Modern computational methods focus on drag and drag correction for particles of a specified size, and particle size distribution is considered as a separate model.
Size change is only relevant for drag correction of large bubbles whose drag coefficient is independent of Re.

Working with drag correction for particles of a specified size, the above relationship reduces to:

Figure 13. EQUATION_DISPLAY

{f_{V}}^{2} = {\begin{matrix} \begin{matrix} \frac{α_{c}}{f_{D}} for Spherical Particle Interfacial Area \end{matrix} \\ \begin{matrix} \frac{1}{f_{D}} for Symmetric Interfacial Area \end{matrix} \end{matrix}

(1939)

In Simcenter STAR-CCM+ the relationship is used to:

implement a drag correction factor $f_{D}$ for models that are specified in literature as using a velocity correction factor $f_{V}$ .
obtain a velocity correction factor $f_{V}$ for models that are specified in the literature as using drag correction factor $f_{D}$ . The velocity correction factor is required to evaluate the drag coefficient for a single particle.

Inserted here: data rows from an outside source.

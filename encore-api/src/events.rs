use axum::{
    extract::{Path, State},
    http::StatusCode,
    routing::get,
    Extension, Json, Router,
};
use chrono::{DateTime, Utc};
use serde::Deserialize;
use uuid::Uuid;

use encore_store::{EventSummary, SeatMapLayout};

use crate::auth::{require_admin, Claims};
use crate::error::AppError;
use crate::state::AppState;

#[derive(Debug, Deserialize)]
struct CreateEventRequest {
    name: String,
    venue: String,
    starts_at: DateTime<Utc>,
    layout: SeatMapLayout,
}

pub fn routes() -> Router<AppState> {
    Router::new()
        .route("/v1/events", get(list_events).post(create_event))
        .route("/v1/events/{event_id}", get(get_event).delete(delete_event))
}

/// POST /v1/events — create an event and seed its seat map.
async fn create_event(
    State(state): State<AppState>,
    Extension(claims): Extension<Claims>,
    Json(req): Json<CreateEventRequest>,
) -> Result<Json<EventSummary>, AppError> {
    require_admin(&claims)?;

    let event = state
        .catalog
        .create_event(req.name, req.venue, req.starts_at, req.layout)
        .await?;

    let seats = event.layout.generate_seats(event.id);
    state.store.insert_seats(event.id, seats).await?;

    tracing::info!(event_id = %event.id, rows = event.layout.rows, columns = event.layout.columns, "event created");
    Ok(Json(event))
}

async fn list_events(State(state): State<AppState>) -> Json<Vec<EventSummary>> {
    Json(state.catalog.list_events().await)
}

async fn get_event(
    State(state): State<AppState>,
    Path(event_id): Path<Uuid>,
) -> Result<Json<EventSummary>, AppError> {
    Ok(Json(state.catalog.get_event(event_id).await?))
}

async fn delete_event(
    State(state): State<AppState>,
    Extension(claims): Extension<Claims>,
    Path(event_id): Path<Uuid>,
) -> Result<StatusCode, AppError> {
    require_admin(&claims)?;

    state.catalog.remove_event(event_id).await?;
    state.store.remove_event(event_id).await?;
    Ok(StatusCode::NO_CONTENT)
}
use axum::{
    extract::{Path, State},
    routing::{get, post},
    Extension, Json, Router,
};
use serde::Deserialize;
use uuid::Uuid;

use encore_domain::Booking;

use crate::auth::Claims;
use crate::error::AppError;
use crate::state::AppState;

#[derive(Debug, Deserialize)]
struct FinalizeRequest {
    seat_ids: Vec<Uuid>,
}

pub fn routes() -> Router<AppState> {
    Router::new()
        .route("/v1/events/{event_id}/bookings", post(finalize_booking))
        .route("/v1/bookings", get(list_bookings))
        .route("/v1/bookings/{booking_id}", get(get_booking))
}

/// POST /v1/events/{id}/bookings — convert the caller's holds into a
/// booking. All-or-nothing: 409 when a seat is not held by the caller,
/// 410 when the hold window lapsed, no partial outcome.
async fn finalize_booking(
    State(state): State<AppState>,
    Extension(claims): Extension<Claims>,
    Path(event_id): Path<Uuid>,
    Json(req): Json<FinalizeRequest>,
) -> Result<Json<Booking>, AppError> {
    let booking = state
        .finalizer
        .finalize(event_id, &claims.sub, &req.seat_ids)
        .await?;
    Ok(Json(booking))
}

/// GET /v1/bookings — the caller's bookings, newest first.
async fn list_bookings(
    State(state): State<AppState>,
    Extension(claims): Extension<Claims>,
) -> Json<Vec<Booking>> {
    Json(state.finalizer.list_bookings(&claims.sub).await)
}

async fn get_booking(
    State(state): State<AppState>,
    Extension(claims): Extension<Claims>,
    Path(booking_id): Path<Uuid>,
) -> Result<Json<Booking>, AppError> {
    let booking = state
        .finalizer
        .get_booking(booking_id)
        .await
        .ok_or_else(|| AppError::NotFoundError(format!("Booking not found: {}", booking_id)))?;

    if booking.user_id != claims.sub {
        return Err(AppError::AuthorizationError(
            "Booking does not belong to you".to_string(),
        ));
    }
    Ok(Json(booking))
}
use serde::Deserialize;
use std::env;

#[derive(Debug, Deserialize, Clone)]
pub struct Config {
    pub server: ServerConfig,
    pub auth: AuthConfig,
    pub business_rules: BusinessRules,
}

#[derive(Debug, Deserialize, Clone)]
pub struct ServerConfig {
    pub port: u16,
}

#[derive(Debug, Deserialize, Clone)]
pub struct AuthConfig {
    pub jwt_secret: String,
    pub jwt_expiration_seconds: u64,
}

#[derive(Debug, Deserialize, Clone)]
pub struct BusinessRules {
    /// Hold window shared by the coordinator, the sweeper and the session
    /// timer. All three read this one value.
    pub seat_hold_seconds: u64,
    pub sweep_interval_seconds: u64,
    /// Maximum seats a single user may hold per event, 0 = unlimited.
    #[serde(default)]
    pub max_seats_per_user: usize,
}

impl Config {
    pub fn load() -> Result<Self, config::ConfigError> {
        let run_mode = env::var("RUN_MODE").unwrap_or_else(|_| "development".into());

        let s = config::Config::builder()
            .add_source(config::File::with_name("config/default"))
            // Environment-specific file, optional
            .add_source(config::File::with_name(&format!("config/{}", run_mode)).required(false))
            // Local overrides, not checked in
            .add_source(config::File::with_name("config/local").required(false))
            // Eg. `ENCORE__SERVER__PORT=9000`
            .add_source(config::Environment::with_prefix("ENCORE").separator("__"))
            .build()?;

        s.try_deserialize()
    }
}
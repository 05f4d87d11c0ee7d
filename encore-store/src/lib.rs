pub mod app_config;
pub mod catalog;

pub use app_config::Config;
pub use catalog::{CatalogError, EventCatalog, EventSummary, SeatMapLayout};
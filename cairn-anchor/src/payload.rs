use borsh::BorshDeserialize;

use cairn_crypto::hash::blake3_hash_domain;
use cairn_crypto::keys::{verify, Keypair};
use cairn_types::anchor::{AnchorPayload, AnchorTransaction, ExternalInput, SignerSignature};
use cairn_types::constants::{MAX_ANCHOR_AUTHS, MAX_ANCHOR_TX_SIZE};
use cairn_types::primitives::*;

use crate::error::AnchorError;

const TX_HASH_DOMAIN: &str = "cairn anchor transaction v1";
const INPUT_SIG_TAG: &[u8] = b"cairn:anchor-input:";

/// An external output to spend, with the seed of the key that owns it.
#[derive(Clone)]
pub struct FundingInput {
    pub input: ExternalInput,
    pub seed: [u8; 32],
}

/// Serialize a transaction to its raw wire form.
pub fn encode_transaction(tx: &AnchorTransaction) -> Result<Vec<u8>, AnchorError> {
    borsh::to_vec(tx).map_err(|e| AnchorError::MalformedPayload {
        reason: e.to_string(),
    })
}

/// Parse a raw anchor transaction, enforcing size and structure limits.
pub fn decode_transaction(raw: &[u8]) -> Result<AnchorTransaction, AnchorError> {
    if raw.len() > MAX_ANCHOR_TX_SIZE {
        return Err(AnchorError::MalformedPayload {
            reason: format!("{} bytes exceeds limit of {}", raw.len(), MAX_ANCHOR_TX_SIZE),
        });
    }
    let tx = AnchorTransaction::try_from_slice(raw).map_err(|e| AnchorError::MalformedPayload {
        reason: e.to_string(),
    })?;
    if tx.payload.auths.len() > MAX_ANCHOR_AUTHS {
        return Err(AnchorError::MalformedPayload {
            reason: format!("{} auths exceeds limit of {}", tx.payload.auths.len(), MAX_ANCHOR_AUTHS),
        });
    }
    if tx.inputs.is_empty() || tx.inputs.len() != tx.input_signatures.len() {
        return Err(AnchorError::MalformedPayload {
            reason: "every input needs exactly one signature".to_string(),
        });
    }
    Ok(tx)
}

/// Hash identifying an anchor transaction on the external chain.
pub fn transaction_hash(raw: &[u8]) -> Hash {
    blake3_hash_domain(TX_HASH_DOMAIN, raw)
}

/// Bytes signed by every input owner.
pub fn input_signing_data(
    inputs: &[ExternalInput],
    fee: u64,
    payload: &AnchorPayload,
) -> Result<Vec<u8>, AnchorError> {
    let bytes = borsh::to_vec(&(inputs, fee, payload)).map_err(|e| AnchorError::MalformedPayload {
        reason: e.to_string(),
    })?;
    let mut data = Vec::with_capacity(INPUT_SIG_TAG.len() + bytes.len());
    data.extend_from_slice(INPUT_SIG_TAG);
    data.extend_from_slice(&bytes);
    Ok(data)
}

/// Check that every input carries exactly one valid signature.
pub fn verify_inputs(tx: &AnchorTransaction) -> Result<(), AnchorError> {
    if tx.inputs.is_empty() || tx.inputs.len() != tx.input_signatures.len() {
        return Err(AnchorError::MalformedPayload {
            reason: format!(
                "{} inputs but {} input signatures",
                tx.inputs.len(),
                tx.input_signatures.len()
            ),
        });
    }
    let data = input_signing_data(&tx.inputs, tx.fee, &tx.payload)?;
    for (i, sig) in tx.input_signatures.iter().enumerate() {
        verify(&data, &sig.signature, &sig.signer).map_err(|_| AnchorError::InvalidSignature {
            reason: format!("input {} signature", i),
        })?;
    }
    Ok(())
}

/// Fee for a transaction of `size` bytes at `fee_per_kb`, never zero.
pub fn estimate_fee(size: usize, fee_per_kb: u64) -> u64 {
    (size as u64 * fee_per_kb / 1000).max(1)
}

/// Build and sign an anchor transaction paying `fee_per_kb` from `inputs`.
pub fn build_anchor_transaction(
    inputs: &[FundingInput],
    payload: AnchorPayload,
    fee_per_kb: u64,
) -> Result<AnchorTransaction, AnchorError> {
    if inputs.is_empty() {
        return Err(AnchorError::InvalidParams {
            reason: "at least one input is required".to_string(),
        });
    }
    let keypairs: Vec<Keypair> = inputs.iter().map(|i| Keypair::from_seed(&i.seed)).collect();
    let external_inputs: Vec<ExternalInput> = inputs.iter().map(|i| i.input.clone()).collect();

    // Size with placeholder signatures; signatures have a fixed width.
    let mut tx = AnchorTransaction {
        inputs: external_inputs,
        fee: 0,
        payload,
        input_signatures: keypairs
            .iter()
            .map(|kp| SignerSignature {
                signer: kp.public_key(),
                signature: [0u8; 64],
            })
            .collect(),
    };
    let size = encode_transaction(&tx)?.len();
    tx.fee = estimate_fee(size, fee_per_kb);

    let available = tx
        .inputs
        .iter()
        .try_fold(0u64, |acc, i| acc.checked_add(i.amount))
        .unwrap_or(u64::MAX);
    if available < tx.fee {
        return Err(AnchorError::InsufficientFunds {
            have: available,
            need: tx.fee,
        });
    }

    let data = input_signing_data(&tx.inputs, tx.fee, &tx.payload)?;
    for (sig, kp) in tx.input_signatures.iter_mut().zip(keypairs.iter()) {
        sig.signature = kp.sign(&data);
    }
    Ok(tx)
}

This last point is important in reproducing terminal velocity where the drag coefficient $C_{D \infty}$ depends on the particle Reynolds number. Evaluate the single-particle drag coefficient at the single particle terminal velocity $V_{\infty}$ not at the terminal velocity $V$ for which you are trying to estimate the drag coefficient in a multi-particle system. Apply the velocity correction factor $f_{V}$ to the slip Reynolds number:

Figure 14. EQUATION_DISPLAY

C_{D \infty} \equiv C_{D} (R e_{\infty}) = C_{D} (\frac{R e}{f_{V}})

(1940)

Output Variables

To help you follow these drag computations, the following fields are available for inspection for each phase pair in a Simcenter STAR-CCM+ simulation:

The particle Eotvos number, $E o$ . This field only applies where the drag model depends on surface tension.
The particle slip velocity Reynolds number, $R e$
The single particle Reynolds number, $R e_{\infty} = \sqrt{\frac{f_{D}}{α_{c}}} R e$ ,

where $f_{D}$ is the drag correction factor in the multi-particle system, $α_{c}$ is the continuous phase volume-fraction, and $R e$ is the phase-pair Reynolds Number.
The single particle drag coefficient, $C_{D \infty}$
The drag correction factor, $f_{D}$

Fixed Exponent Regimes

Where correction factors can be modeled as the continuous phase volume fraction raised to some constant power, that is:

Figure 15. EQUATION_DISPLAY

f_{V} = \frac{V}{V_{\infty}} = α_{c}^{n}

(1941)

Figure 16. EQUATION_DISPLAY

f_{D} = \frac{C_{D} (R e, α_{c})}{C_{D} (R e_{\infty}, 1)} = α_{c}^{n_{D}}

(1942)

Then Eqn. (1942) leads to a simple relation between these exponents:

Figure 17. EQUATION_DISPLAY

n_{D} = {\begin{matrix} \begin{matrix} 1 - 2 n for Spherical Particle Interfacial Area \end{matrix} \\ \begin{matrix} - 2 n for Symmetric Interfacial Area \end{matrix} \end{matrix}

(1943)

For example, under Stokesian conditions ( ${R e}_{\infty} < 0.1$ ), the constant Richardson Zaki [534] exponent of $n = 4.65$ for velocity correction leads to a drag correction exponent of:

Figure 18. EQUATION_DISPLAY

n_{D} = - 8.3

(1944)

when using the Spherical Particle Interfacial Area, or:

Figure 19. EQUATION_DISPLAY

n_{D} = - 9.3

(1945)

when using the Symmetric Interfacial Area.